*WORK REQUEST*: Give the records again in full, exactly as they are.

──────────────────────────────

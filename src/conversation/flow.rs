//! Executes transition outcomes against the stores, the job queue, and the
//! messaging channel.
//!
//! The split with [`super::transition`] is strict: the transition decides,
//! this layer does. Everything here is either a database write, an enqueue,
//! or a push, sequenced so that duplicate webhook deliveries and crashed
//! handlers converge on the same persisted state.

use std::sync::Arc;

use chrono::Utc;
use chrono_tz::Tz;
use uuid::Uuid;

use crate::channels::{MessageAction, Notifier, OutboundMessage};
use crate::chat::ChatService;
use crate::db::Store;
use crate::error::{Error, QuotaError, Result, StoreError};
use crate::followup::FollowUpEngine;
use crate::guard::{OwnedResource, OwnershipGuard};
use crate::model::{ProfileField, Stage, Task, User, UserStatus};
use crate::queue::{GenerationJob, JobQueue};
use crate::quota::{PlanResource, QuotaLimiter, local_day};

use super::commands::{Command, render_progress, render_task_list};
use super::{
    Effect, Event, Outcome, Phase, field_reprompt, help_messages, parse_field_answer,
    question_message, text_msg, transition,
};

const GENERATION_STARTED: &str = "ありがとうございます。ご入力いただいた内容をもとにチェックリストを作成します。完成したらこちらからお知らせしますので、少しお待ちください。";
const GENERATION_QUOTA_REACHED: &str =
    "今月のチェックリスト作成回数が上限に達しています。プランの更新後にあらためてお試しください。";
const FOLLOWUPS_DONE: &str =
    "ご回答ありがとうございました。いただいた内容をもとに追加のタスクを作成しています。チェックリストは「一覧」と送るといつでも確認できます。";
const NO_PENDING_QUESTION: &str =
    "追加のご質問は以上です。チェックリストの準備が整い次第お知らせします。";
const ANSWER_REJECTED: &str = "すみません、回答を読み取れませんでした。";
const STALE_QUESTION: &str = "その質問は受付を終了しています。";
const TASK_NOT_FOUND: &str = "そのタスクは見つかりませんでした。";
const RETRY_STARTED: &str = "再試行しています。完了までお待ちください。";
const CHAT_UNAVAILABLE: &str =
    "申し訳ありません、うまくお答えできませんでした。少し時間をおいてお試しください。";

fn enqueue_failed_offer(stage: Stage) -> OutboundMessage {
    OutboundMessage::Buttons {
        text: "作成処理を開始できませんでした。時間をおいて再試行してください。".to_string(),
        actions: vec![MessageAction {
            label: "再試行".to_string(),
            data: super::PostbackAction::Retry { stage }.to_data(),
        }],
    }
}

/// Completion confirmation carrying an undo button.
fn completed_confirmation(text: String, task_id: Uuid) -> OutboundMessage {
    OutboundMessage::Buttons {
        text,
        actions: vec![MessageAction {
            label: "取り消す".to_string(),
            data: super::PostbackAction::UncompleteTask { task_id }.to_data(),
        }],
    }
}

/// Quick completion action for the most urgent open task, pushed with the
/// list.
fn next_task_offer(task: &Task) -> OutboundMessage {
    OutboundMessage::Buttons {
        text: format!("直近のタスク:「{}」", task.title),
        actions: vec![MessageAction {
            label: "完了にする".to_string(),
            data: super::PostbackAction::CompleteTask { task_id: task.id }.to_data(),
        }],
    }
}

fn quota_notice(cause: &QuotaError) -> &'static str {
    match cause {
        QuotaError::DailyCeiling { .. } => {
            "本日お送りいただけるメッセージ数の上限に達しました。明日またお声がけください。「一覧」や「完了 番号」はこれまでどおりご利用いただけます。"
        }
        QuotaError::PlanDisabled { .. } => "現在のプランではAIチャットをご利用いただけません。",
        QuotaError::PlanCeiling { .. } => {
            "今月のAIチャット回数の上限に達しました。月が替わると再度ご利用いただけます。"
        }
        QuotaError::SubscriptionInactive { .. } => {
            "ご契約の状態を確認できませんでした。プランの状況をご確認ください。"
        }
    }
}

pub struct ConversationFlow {
    store: Store,
    quota: QuotaLimiter<Store>,
    followups: FollowUpEngine<Store>,
    guard: OwnershipGuard<Store>,
    chat: ChatService,
    queue: Arc<dyn JobQueue>,
    notifier: Arc<dyn Notifier>,
    timezone: Tz,
}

──────────────────────────────

*EXERCISE SOLUTION*:
filename src/conversation/flow.rs
//! Executes transition outcomes against the stores, the job queue, and the
//! messaging channel.
//!
//! The split with [`super::transition`] is strict: the transition decides,
//! this layer does. Everything here is either a database write, an enqueue,
//! or a push, sequenced so that duplicate webhook deliveries and crashed
//! handlers converge on the same persisted state.

use std::sync::Arc;

use chrono::Utc;
use chrono_tz::Tz;
use uuid::Uuid;

use crate::channels::{MessageAction, Notifier, OutboundMessage};
use crate::chat::ChatService;
use crate::db::Store;
use crate::error::{Error, QuotaError, Result, StoreError};
use crate::followup::FollowUpEngine;
use crate::guard::{OwnedResource, OwnershipGuard};
use crate::model::{ProfileField, Stage, Task, User, UserStatus};
use crate::queue::{GenerationJob, JobQueue};
use crate::quota::{PlanResource, QuotaLimiter, local_day};

use super::commands::{Command, render_progress, render_task_list};
use super::{
    Effect, Event, Outcome, Phase, field_reprompt, help_messages, parse_field_answer,
    question_message, text_msg, transition,
};

const GENERATION_STARTED: &str = "ありがとうございます。ご入力いただいた内容をもとにチェックリストを作成します。完成したらこちらからお知らせしますので、少しお待ちください。";
const GENERATION_QUOTA_REACHED: &str =
    "今月のチェックリスト作成回数が上限に達しています。プランの更新後にあらためてお試しください。";
const FOLLOWUPS_DONE: &str =
    "ご回答ありがとうございました。いただいた内容をもとに追加のタスクを作成しています。チェックリストは「一覧」と送るといつでも確認できます。";
const NO_PENDING_QUESTION: &str =
    "追加のご質問は以上です。チェックリストの準備が整い次第お知らせします。";
const ANSWER_REJECTED: &str = "すみません、回答を読み取れませんでした。";
const STALE_QUESTION: &str = "その質問は受付を終了しています。";
const TASK_NOT_FOUND: &str = "そのタスクは見つかりませんでした。";
const RETRY_STARTED: &str = "再試行しています。完了までお待ちください。";
const CHAT_UNAVAILABLE: &str =
    "申し訳ありません、うまくお答えできませんでした。少し時間をおいてお試しください。";

fn enqueue_failed_offer(stage: Stage) -> OutboundMessage {
    OutboundMessage::Buttons {
        text: "作成処理を開始できませんでした。時間をおいて再試行してください。".to_string(),
        actions: vec![MessageAction {
            label: "再試行".to_string(),
            data: super::PostbackAction::Retry { stage }.to_data(),
        }],
    }
}

/// Completion confirmation carrying an undo button.
fn completed_confirmation(text: String, task_id: Uuid) -> OutboundMessage {
    OutboundMessage::Buttons {
        text,
        actions: vec![MessageAction {
            label: "取り消す".to_string(),
            data: super::PostbackAction::UncompleteTask { task_id }.to_data(),
        }],
    }
}

/// Quick completion action for the most urgent open task, pushed with the
/// list.
fn next_task_offer(task: &Task) -> OutboundMessage {
    OutboundMessage::Buttons {
        text: format!("直近のタスク:「{}」", task.title),
        actions: vec![MessageAction {
            label: "完了にする".to_string(),
            data: super::PostbackAction::CompleteTask { task_id: task.id }.to_data(),
        }],
    }
}

fn quota_notice(cause: &QuotaError) -> &'static str {
    match cause {
        QuotaError::DailyCeiling { .. } => {
            "本日お送りいただけるメッセージ数の上限に達しました。明日またお声がけください。「一覧」や「完了 番号」はこれまでどおりご利用いただけます。"
        }
        QuotaError::PlanDisabled { .. } => "現在のプランではAIチャットをご利用いただけません。",
        QuotaError::PlanCeiling { .. } => {
            "今月のAIチャット回数の上限に達しました。月が替わると再度ご利用いただけます。"
        }
        QuotaError::SubscriptionInactive { .. } => {
            "ご契約の状態を確認できませんでした。プランの状況をご確認ください。"
        }
    }
}

pub struct ConversationFlow {
    store: Store,
    quota: QuotaLimiter<Store>,
    followups: FollowUpEngine<Store>,
    guard: OwnershipGuard<Store>,
    chat: ChatService,
    queue: Arc<dyn JobQueue>,
    notifier: Arc<dyn Notifier>,
    timezone: Tz,
}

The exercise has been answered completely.